| WORK TO COMPLETE |
Set down exactly the lines of the listing below, please, beginning with the first and ending with the line that holds "let missing = missing_sources(&config);".
◆ ◆ ◆ ◆
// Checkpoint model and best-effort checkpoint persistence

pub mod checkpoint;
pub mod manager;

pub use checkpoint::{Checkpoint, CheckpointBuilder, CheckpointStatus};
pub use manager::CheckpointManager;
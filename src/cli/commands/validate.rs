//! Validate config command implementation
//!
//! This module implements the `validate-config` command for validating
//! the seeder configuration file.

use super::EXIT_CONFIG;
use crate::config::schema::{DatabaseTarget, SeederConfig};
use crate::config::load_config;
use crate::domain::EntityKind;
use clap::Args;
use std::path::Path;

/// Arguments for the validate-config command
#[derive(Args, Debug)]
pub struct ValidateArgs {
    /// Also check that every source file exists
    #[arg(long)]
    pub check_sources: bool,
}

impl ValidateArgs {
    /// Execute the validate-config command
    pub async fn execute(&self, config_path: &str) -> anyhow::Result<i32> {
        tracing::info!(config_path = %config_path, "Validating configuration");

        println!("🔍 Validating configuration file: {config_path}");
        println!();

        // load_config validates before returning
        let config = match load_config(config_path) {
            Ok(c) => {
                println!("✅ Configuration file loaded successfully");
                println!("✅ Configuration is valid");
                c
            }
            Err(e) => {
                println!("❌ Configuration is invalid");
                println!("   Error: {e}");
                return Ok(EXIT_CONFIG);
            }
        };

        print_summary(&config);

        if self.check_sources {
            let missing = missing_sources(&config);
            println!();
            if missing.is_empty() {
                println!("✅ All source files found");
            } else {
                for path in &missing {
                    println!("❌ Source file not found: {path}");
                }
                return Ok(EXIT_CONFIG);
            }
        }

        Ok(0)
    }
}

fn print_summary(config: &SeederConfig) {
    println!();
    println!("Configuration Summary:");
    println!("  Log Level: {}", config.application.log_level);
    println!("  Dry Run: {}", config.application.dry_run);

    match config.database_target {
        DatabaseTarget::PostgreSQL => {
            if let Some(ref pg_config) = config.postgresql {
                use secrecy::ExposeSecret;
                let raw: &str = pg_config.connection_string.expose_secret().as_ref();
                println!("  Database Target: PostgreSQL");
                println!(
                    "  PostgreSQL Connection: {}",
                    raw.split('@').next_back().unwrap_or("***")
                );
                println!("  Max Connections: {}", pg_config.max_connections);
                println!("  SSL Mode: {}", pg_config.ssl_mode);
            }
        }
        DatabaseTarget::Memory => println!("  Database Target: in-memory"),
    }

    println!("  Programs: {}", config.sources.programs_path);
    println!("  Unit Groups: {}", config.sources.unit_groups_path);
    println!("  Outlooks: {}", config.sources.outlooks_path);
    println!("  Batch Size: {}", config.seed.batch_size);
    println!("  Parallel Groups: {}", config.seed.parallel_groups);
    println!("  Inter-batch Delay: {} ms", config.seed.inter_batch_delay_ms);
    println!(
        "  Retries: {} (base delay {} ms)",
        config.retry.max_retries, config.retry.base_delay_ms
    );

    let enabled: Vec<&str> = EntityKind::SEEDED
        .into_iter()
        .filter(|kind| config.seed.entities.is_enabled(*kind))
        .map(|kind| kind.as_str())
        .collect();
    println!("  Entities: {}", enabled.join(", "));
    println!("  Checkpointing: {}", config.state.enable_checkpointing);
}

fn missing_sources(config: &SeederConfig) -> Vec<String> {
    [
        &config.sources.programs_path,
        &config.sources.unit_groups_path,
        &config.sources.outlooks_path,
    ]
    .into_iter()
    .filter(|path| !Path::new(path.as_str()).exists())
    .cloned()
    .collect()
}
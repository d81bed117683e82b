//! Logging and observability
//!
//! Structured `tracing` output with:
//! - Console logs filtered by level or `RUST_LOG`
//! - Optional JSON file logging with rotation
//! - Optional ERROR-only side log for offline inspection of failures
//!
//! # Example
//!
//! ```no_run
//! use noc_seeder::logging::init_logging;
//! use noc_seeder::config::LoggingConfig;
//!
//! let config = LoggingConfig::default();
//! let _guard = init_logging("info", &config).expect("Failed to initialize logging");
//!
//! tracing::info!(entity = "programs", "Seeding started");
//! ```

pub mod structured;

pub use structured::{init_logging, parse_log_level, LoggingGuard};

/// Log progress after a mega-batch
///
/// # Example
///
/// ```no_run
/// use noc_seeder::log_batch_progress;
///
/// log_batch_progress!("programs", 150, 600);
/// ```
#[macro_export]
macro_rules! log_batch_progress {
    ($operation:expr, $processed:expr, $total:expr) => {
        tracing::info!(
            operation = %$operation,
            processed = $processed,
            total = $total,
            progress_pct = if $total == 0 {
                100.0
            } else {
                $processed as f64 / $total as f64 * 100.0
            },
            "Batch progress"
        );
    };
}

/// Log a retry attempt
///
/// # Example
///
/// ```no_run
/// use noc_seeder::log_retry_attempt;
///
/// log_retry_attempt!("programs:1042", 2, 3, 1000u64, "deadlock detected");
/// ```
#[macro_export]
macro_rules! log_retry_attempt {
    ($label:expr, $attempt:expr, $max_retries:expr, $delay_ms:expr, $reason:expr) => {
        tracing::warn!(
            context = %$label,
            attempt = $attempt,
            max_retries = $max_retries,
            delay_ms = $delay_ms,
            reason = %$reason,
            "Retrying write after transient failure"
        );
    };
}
◆ ◆ ◆ ◆
| THE COMPLETED TASK |
// Checkpoint model and best-effort checkpoint persistence

pub mod checkpoint;
pub mod manager;

pub use checkpoint::{Checkpoint, CheckpointBuilder, CheckpointStatus};
pub use manager::CheckpointManager;
filename src/cli/commands/validate.rs
//! Validate config command implementation
//!
//! This module implements the `validate-config` command for validating
//! the seeder configuration file.

use super::EXIT_CONFIG;
use crate::config::schema::{DatabaseTarget, SeederConfig};
use crate::config::load_config;
use crate::domain::EntityKind;
use clap::Args;
use std::path::Path;

/// Arguments for the validate-config command
#[derive(Args, Debug)]
pub struct ValidateArgs {
    /// Also check that every source file exists
    #[arg(long)]
    pub check_sources: bool,
}

impl ValidateArgs {
    /// Execute the validate-config command
    pub async fn execute(&self, config_path: &str) -> anyhow::Result<i32> {
        tracing::info!(config_path = %config_path, "Validating configuration");

        println!("🔍 Validating configuration file: {config_path}");
        println!();

        // load_config validates before returning
        let config = match load_config(config_path) {
            Ok(c) => {
                println!("✅ Configuration file loaded successfully");
                println!("✅ Configuration is valid");
                c
            }
            Err(e) => {
                println!("❌ Configuration is invalid");
                println!("   Error: {e}");
                return Ok(EXIT_CONFIG);
            }
        };

        print_summary(&config);

        if self.check_sources {
            let missing = missing_sources(&config);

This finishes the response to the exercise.